Areas of Production Control:

Despatching:
Dispatching is an important step as it translates production plans into production. Dispatching involves issue of production orders for starting the operations. Conformation is given for:
  • Moving of materials from process to process.
  • Assigning of work to machines.
  • Issuing of tools to production departments.
  • Issuing of job orders.
  • Recording of time taken.
  • Ensuring necessary changes.
  • Having proper liaison with routing
Follow-up or expediting:
Follow up or expediting is that branch of production control procedure which regulates the progress of materials and part through the production process. It is done to check if there are any bottlenecks in the flow of work and to ensure that the production operations are occurring in accordance with plans. It spots delays or deviations from the production plans. It also helps to reveal defects in routing and scheduling, under loading or overloading of work, etc. All remedial measures are taken to ensure that the work is completed by the planned date.

Inspection:
To ensure the quality of goods inspection is also very important. The purpose of inspection is to see whether the products manufactured are of requisite quality or not. It is carried on at various levels of production process so that pre-determined standards of quality are achieved. Inspection is undertaken both of products and inputs.

Corrective measures:
Corrective measures may involve any of those activities of adjusting the route, rescheduling of work, repairs and maintenance of machinery or equipment, and control over inventories. Alternative methods are suggested to handle peak loads.

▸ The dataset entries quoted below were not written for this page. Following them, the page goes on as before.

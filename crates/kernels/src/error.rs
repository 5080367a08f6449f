// Copyright (c) 2025 Dimitris Kafetzis
//
// Licensed under the MIT License.
// See LICENSE file in the project root for full license information.
//
// SPDX-License-Identifier: MIT

//! Error types for kernel construction, configuration and execution.

use model_ir::{InferError, OpKind};
use tensor_core::{DType, TensorError};

/// Errors raised by kernels and the kernel registry.
///
/// Construction and configuration errors are fatal for graph preparation;
/// the runtime attaches the offending node. Execution only fails with
/// [`KernelError::UnsupportedType`] or a binding error, both of which
/// indicate a gap in preparation.
#[derive(Debug, thiserror::Error)]
pub enum KernelError {
    /// The node binds the wrong number of tensors for its kind.
    #[error("'{kind}' expects {expected} {what}, node binds {actual}")]
    Arity {
        kind: OpKind,
        what: &'static str,
        expected: String,
        actual: usize,
    },

    /// The node's parameters are malformed.
    #[error("malformed '{kind}' node: {detail}")]
    MalformedNode { kind: OpKind, detail: String },

    /// No builder is registered for the operation kind.
    #[error("no kernel registered for '{0}'")]
    Unregistered(OpKind),

    /// Shape or type resolution failed.
    #[error("shape resolution failed: {0}")]
    Infer(#[from] InferError),

    /// A tensor still has unknown dimensions at configuration time.
    #[error("tensor '{tensor}' has no concrete shape")]
    UnknownShape { tensor: String },

    /// A node references a tensor that is not in the graph.
    #[error("tensor {0} is not in the graph")]
    MissingTensor(String),

    /// No numeric path exists for the resolved element type.
    #[error("'{kind}' has no numeric path for {dtype}")]
    UnsupportedType { kind: OpKind, dtype: DType },

    /// `execute` was called before `configure`.
    #[error("'{0}' kernel executed before configuration")]
    NotConfigured(OpKind),

    /// The buffers handed to `execute` do not match the kernel's bindings.
    #[error("kernel binds {expected} {what}, got {actual}")]
    Binding {
        what: &'static str,
        expected: usize,
        actual: usize,
    },

    /// A reference numeric routine rejected its operands.
    #[error(transparent)]
    Tensor(#[from] TensorError),
}
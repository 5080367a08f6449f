// Copyright (c) 2025 Dimitris Kafetzis
//
// Licensed under the MIT License.
// See LICENSE file in the project root for full license information.
//
// SPDX-License-Identifier: MIT

//! Rule for average and max pooling.

use tensor_core::{DType, Layout};

use super::conv::window_extent;
use super::{expect_dtype_in, invalid, operand, spatial_dims, spatial_shape, InferError, OutputRule};
use crate::{Node, NodeOptions, TensorDef};

pub(super) fn pool2d(node: &Node, inputs: &[&TensorDef], layout: Layout) -> Result<OutputRule, InferError> {
    let NodeOptions::Pool2D(o) = &node.options else {
        return Err(invalid(format!("{} requires pooling options", node.kind)));
    };
    let input = operand(inputs, 0, "input")?;
    expect_dtype_in(input, &[DType::F32, DType::U8, DType::I8, DType::I16], node.kind)?;
    let [b, h, w, c] = spatial_dims(input, layout)?;
    let oh = window_extent(o.padding, h, o.filter_h, o.stride_h, 1)?;
    let ow = window_extent(o.padding, w, o.filter_w, o.stride_w, 1)?;
    Ok(OutputRule::inherit(spatial_shape(layout, b, oh, ow, c), &input.info))
}

#[cfg(test)]
mod tests {
    use super::super::test_util::*;
    use super::super::infer_node;
    use super::*;
    use crate::{OpKind, Pool2DOptions, TensorId};
    use tensor_core::{FusedActivation, Padding, Quantization, Shape};

    fn pool(kind: OpKind, padding: Padding, stride: usize, filter: usize) -> Node {
        Node::new(
            "pool",
            kind,
            vec![TensorId(0)],
            vec![TensorId(1)],
            NodeOptions::Pool2D(Pool2DOptions {
                padding,
                stride_h: stride,
                stride_w: stride,
                filter_h: filter,
                filter_w: filter,
                fused_activation: FusedActivation::None,
            }),
        )
    }

    #[test]
    fn test_same_and_valid_extents() {
        let input = activation("x", &[1, 28, 28, 8], DType::F32);
        let same = infer_node(
            &pool(OpKind::MaxPool2D, Padding::Same, 1, 3),
            &[&input],
            Layout::Nhwc,
            &[&out(DType::F32)],
        )
        .unwrap();
        assert_eq!(same[0].shape, Shape::new(vec![1, 28, 28, 8]));
        let valid = infer_node(
            &pool(OpKind::MaxPool2D, Padding::Valid, 1, 3),
            &[&input],
            Layout::Nhwc,
            &[&out(DType::F32)],
        )
        .unwrap();
        assert_eq!(valid[0].shape, Shape::new(vec![1, 26, 26, 8]));
    }

    #[test]
    fn test_quantization_passes_through() {
        let mut input = activation("x", &[1, 4, 4, 2], DType::I8);
        input.info.quantization = Some(Quantization::per_tensor(0.25, -3));
        let infos = infer_node(
            &pool(OpKind::AveragePool2D, Padding::Valid, 2, 2),
            &[&input],
            Layout::Nhwc,
            &[&out(DType::I8)],
        )
        .unwrap();
        assert_eq!(infos[0].shape, Shape::new(vec![1, 2, 2, 2]));
        assert_eq!(infos[0].scale_zero_point(), (0.25, -3));
    }

    #[test]
    fn test_rejects_oversized_window() {
        let input = activation("x", &[1, 2, 2, 1], DType::F32);
        let err = infer_node(
            &pool(OpKind::AveragePool2D, Padding::Valid, 1, 3),
            &[&input],
            Layout::Nhwc,
            &[&out(DType::F32)],
        )
        .unwrap_err();
        assert!(!err.is_recoverable());
    }
}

Importance of Production Planning and Control in Apparel Industry:
Production planning and control is important for the following reasons –

A. For Increasing Production: Main purpose of production planning is to arrange inputs. Production control programme minimizes idleness of men and machines. It thus helps in raising industrial output.

B. For coordinating plant activity: In planning production is carried out in a number of processes and thus activities are synchronized for smooth working.